Collected data →

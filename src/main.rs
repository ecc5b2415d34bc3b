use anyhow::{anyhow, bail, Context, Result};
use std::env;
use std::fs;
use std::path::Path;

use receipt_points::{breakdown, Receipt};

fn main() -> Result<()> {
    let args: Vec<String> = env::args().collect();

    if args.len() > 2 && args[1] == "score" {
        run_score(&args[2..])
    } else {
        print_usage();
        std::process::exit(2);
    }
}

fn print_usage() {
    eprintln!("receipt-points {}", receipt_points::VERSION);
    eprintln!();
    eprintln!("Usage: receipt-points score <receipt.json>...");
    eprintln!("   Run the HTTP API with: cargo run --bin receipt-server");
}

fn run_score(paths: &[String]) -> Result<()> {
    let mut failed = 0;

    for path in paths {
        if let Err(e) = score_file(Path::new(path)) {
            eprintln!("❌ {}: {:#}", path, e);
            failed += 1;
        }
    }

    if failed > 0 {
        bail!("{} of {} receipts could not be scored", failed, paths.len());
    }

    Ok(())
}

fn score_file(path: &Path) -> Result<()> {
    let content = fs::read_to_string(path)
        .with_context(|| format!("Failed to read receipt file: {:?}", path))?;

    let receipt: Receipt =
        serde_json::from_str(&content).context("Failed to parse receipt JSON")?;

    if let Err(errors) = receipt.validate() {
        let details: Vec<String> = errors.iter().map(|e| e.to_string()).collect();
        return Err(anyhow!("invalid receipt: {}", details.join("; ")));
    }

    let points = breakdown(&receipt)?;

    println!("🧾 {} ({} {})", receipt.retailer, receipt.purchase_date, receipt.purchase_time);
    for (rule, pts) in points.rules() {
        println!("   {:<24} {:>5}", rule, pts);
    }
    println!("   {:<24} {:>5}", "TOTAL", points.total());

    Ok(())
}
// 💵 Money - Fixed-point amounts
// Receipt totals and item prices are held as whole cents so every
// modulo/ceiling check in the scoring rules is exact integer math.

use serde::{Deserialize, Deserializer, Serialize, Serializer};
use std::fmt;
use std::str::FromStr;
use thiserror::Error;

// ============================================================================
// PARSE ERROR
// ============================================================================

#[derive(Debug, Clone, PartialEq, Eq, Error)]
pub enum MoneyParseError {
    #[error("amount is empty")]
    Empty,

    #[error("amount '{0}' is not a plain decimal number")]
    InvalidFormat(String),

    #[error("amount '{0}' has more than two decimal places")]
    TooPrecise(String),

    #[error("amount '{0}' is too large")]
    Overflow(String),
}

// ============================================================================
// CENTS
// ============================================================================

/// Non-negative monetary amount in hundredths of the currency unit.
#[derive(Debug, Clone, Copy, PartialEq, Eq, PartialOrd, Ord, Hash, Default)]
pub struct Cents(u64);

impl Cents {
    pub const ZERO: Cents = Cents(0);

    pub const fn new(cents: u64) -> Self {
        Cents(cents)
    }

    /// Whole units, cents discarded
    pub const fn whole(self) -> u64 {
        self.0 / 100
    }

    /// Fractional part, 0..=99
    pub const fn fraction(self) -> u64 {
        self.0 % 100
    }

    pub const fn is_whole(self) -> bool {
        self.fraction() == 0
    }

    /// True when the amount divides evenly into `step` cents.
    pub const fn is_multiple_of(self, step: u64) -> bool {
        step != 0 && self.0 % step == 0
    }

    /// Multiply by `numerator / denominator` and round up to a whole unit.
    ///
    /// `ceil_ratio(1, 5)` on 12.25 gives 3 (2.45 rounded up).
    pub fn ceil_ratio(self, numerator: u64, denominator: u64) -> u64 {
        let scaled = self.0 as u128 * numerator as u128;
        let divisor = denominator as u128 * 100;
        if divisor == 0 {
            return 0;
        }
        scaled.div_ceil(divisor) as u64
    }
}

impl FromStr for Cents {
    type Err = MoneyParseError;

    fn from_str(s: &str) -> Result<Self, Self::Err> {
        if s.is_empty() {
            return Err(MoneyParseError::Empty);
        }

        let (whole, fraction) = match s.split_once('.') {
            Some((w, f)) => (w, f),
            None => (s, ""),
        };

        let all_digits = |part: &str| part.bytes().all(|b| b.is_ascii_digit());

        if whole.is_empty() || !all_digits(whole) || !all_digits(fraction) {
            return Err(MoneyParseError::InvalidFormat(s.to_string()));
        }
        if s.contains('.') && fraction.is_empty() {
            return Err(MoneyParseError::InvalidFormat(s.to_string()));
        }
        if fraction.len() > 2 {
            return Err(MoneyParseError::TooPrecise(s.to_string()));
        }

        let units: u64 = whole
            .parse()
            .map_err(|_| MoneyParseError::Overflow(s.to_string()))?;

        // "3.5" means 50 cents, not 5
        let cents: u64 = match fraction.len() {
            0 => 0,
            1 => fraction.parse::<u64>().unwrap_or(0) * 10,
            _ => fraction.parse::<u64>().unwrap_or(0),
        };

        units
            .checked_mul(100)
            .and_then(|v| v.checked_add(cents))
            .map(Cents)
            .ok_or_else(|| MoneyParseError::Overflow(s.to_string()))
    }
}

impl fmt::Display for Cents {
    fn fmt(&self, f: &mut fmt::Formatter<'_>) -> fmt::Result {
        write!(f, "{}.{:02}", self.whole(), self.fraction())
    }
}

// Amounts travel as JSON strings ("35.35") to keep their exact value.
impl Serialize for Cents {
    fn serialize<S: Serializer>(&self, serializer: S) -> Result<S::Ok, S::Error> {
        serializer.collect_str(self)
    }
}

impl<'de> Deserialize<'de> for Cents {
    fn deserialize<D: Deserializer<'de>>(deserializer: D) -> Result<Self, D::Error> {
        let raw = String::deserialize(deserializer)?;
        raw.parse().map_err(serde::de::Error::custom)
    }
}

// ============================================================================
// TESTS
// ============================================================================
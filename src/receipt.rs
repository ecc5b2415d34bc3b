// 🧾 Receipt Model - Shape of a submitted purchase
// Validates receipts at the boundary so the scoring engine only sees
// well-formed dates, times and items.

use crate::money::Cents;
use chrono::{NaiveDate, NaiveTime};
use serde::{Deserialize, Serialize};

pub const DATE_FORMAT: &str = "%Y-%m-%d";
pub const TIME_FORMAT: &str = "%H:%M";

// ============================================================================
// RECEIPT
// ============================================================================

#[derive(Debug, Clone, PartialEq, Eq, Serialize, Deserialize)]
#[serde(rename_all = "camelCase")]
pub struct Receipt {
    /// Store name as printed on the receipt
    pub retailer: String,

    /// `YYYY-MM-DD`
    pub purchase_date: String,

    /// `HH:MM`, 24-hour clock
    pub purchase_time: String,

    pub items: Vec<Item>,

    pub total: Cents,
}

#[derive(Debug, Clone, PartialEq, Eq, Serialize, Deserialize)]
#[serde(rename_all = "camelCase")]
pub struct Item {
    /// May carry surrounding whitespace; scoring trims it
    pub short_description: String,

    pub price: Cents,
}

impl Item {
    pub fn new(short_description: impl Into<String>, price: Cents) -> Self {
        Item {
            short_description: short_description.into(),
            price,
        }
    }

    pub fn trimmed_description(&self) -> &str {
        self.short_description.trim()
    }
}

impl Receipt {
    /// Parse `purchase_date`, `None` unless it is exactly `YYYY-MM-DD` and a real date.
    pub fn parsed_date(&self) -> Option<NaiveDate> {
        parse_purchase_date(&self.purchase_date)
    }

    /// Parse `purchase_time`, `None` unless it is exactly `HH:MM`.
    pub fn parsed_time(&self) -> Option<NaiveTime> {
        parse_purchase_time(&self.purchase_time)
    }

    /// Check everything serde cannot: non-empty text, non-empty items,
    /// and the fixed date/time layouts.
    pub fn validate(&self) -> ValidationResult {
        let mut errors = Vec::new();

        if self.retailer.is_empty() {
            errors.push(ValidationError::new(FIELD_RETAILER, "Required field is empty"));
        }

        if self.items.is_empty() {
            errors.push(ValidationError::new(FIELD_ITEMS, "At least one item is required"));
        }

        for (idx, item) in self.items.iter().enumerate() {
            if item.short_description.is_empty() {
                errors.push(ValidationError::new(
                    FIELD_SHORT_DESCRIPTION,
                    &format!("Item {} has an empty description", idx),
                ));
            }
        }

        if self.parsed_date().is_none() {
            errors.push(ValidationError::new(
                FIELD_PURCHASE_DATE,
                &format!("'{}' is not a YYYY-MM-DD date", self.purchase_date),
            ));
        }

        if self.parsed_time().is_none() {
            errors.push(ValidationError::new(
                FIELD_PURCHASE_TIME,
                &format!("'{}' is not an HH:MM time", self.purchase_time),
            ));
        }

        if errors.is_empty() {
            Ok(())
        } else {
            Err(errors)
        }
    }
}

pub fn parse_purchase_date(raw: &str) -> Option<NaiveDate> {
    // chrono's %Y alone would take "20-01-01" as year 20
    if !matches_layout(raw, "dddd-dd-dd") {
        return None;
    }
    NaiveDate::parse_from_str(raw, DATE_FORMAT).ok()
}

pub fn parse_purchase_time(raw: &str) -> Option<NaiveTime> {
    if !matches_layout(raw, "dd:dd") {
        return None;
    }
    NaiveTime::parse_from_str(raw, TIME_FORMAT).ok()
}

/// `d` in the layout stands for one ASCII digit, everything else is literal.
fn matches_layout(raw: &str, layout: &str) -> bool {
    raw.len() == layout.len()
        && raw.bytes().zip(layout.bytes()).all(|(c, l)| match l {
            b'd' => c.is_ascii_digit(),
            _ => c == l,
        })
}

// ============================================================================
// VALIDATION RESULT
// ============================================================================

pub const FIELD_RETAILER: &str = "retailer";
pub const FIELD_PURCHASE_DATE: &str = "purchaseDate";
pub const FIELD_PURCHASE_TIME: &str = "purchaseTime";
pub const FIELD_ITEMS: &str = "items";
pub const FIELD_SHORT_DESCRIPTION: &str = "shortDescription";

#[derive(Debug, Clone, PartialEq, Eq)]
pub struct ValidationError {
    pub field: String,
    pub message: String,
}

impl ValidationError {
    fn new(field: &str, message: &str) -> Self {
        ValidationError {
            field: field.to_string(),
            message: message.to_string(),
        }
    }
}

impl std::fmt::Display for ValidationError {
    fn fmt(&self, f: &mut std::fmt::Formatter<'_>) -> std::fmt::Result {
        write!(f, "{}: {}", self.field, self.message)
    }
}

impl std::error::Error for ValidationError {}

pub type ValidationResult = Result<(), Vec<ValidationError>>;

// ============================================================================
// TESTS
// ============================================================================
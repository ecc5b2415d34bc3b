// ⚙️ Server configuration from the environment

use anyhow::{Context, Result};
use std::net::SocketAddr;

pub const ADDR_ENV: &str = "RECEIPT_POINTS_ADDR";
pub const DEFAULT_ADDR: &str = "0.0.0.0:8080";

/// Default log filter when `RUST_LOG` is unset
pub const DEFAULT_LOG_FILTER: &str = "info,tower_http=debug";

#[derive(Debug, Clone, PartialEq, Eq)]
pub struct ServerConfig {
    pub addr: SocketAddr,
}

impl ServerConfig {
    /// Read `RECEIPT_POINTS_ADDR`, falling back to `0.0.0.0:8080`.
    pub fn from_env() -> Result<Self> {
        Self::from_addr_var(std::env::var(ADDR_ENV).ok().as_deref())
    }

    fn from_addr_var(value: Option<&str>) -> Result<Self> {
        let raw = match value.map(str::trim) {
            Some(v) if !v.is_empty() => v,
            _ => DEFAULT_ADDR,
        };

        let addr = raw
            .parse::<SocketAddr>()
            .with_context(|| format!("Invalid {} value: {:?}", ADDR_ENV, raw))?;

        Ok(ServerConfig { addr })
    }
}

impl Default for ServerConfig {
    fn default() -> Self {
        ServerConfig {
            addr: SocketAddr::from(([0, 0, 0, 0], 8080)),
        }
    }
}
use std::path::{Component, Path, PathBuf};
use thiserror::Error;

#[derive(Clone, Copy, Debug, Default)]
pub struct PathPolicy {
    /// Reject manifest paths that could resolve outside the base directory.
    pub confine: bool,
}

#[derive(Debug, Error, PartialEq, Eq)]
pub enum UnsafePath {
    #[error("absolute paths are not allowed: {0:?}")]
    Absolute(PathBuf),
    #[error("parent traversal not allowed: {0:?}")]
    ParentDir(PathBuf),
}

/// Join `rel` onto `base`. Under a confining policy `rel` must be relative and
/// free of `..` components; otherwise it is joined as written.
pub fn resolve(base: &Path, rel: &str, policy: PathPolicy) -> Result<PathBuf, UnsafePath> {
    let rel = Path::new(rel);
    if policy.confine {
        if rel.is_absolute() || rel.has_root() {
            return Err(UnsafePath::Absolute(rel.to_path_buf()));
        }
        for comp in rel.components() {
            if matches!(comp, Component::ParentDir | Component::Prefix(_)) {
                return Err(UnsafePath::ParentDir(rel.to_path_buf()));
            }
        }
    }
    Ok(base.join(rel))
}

What the task asks → If a line of the data includes the word "Formatter", it counts; give how many lines do, as a bare number.

Written solution → 2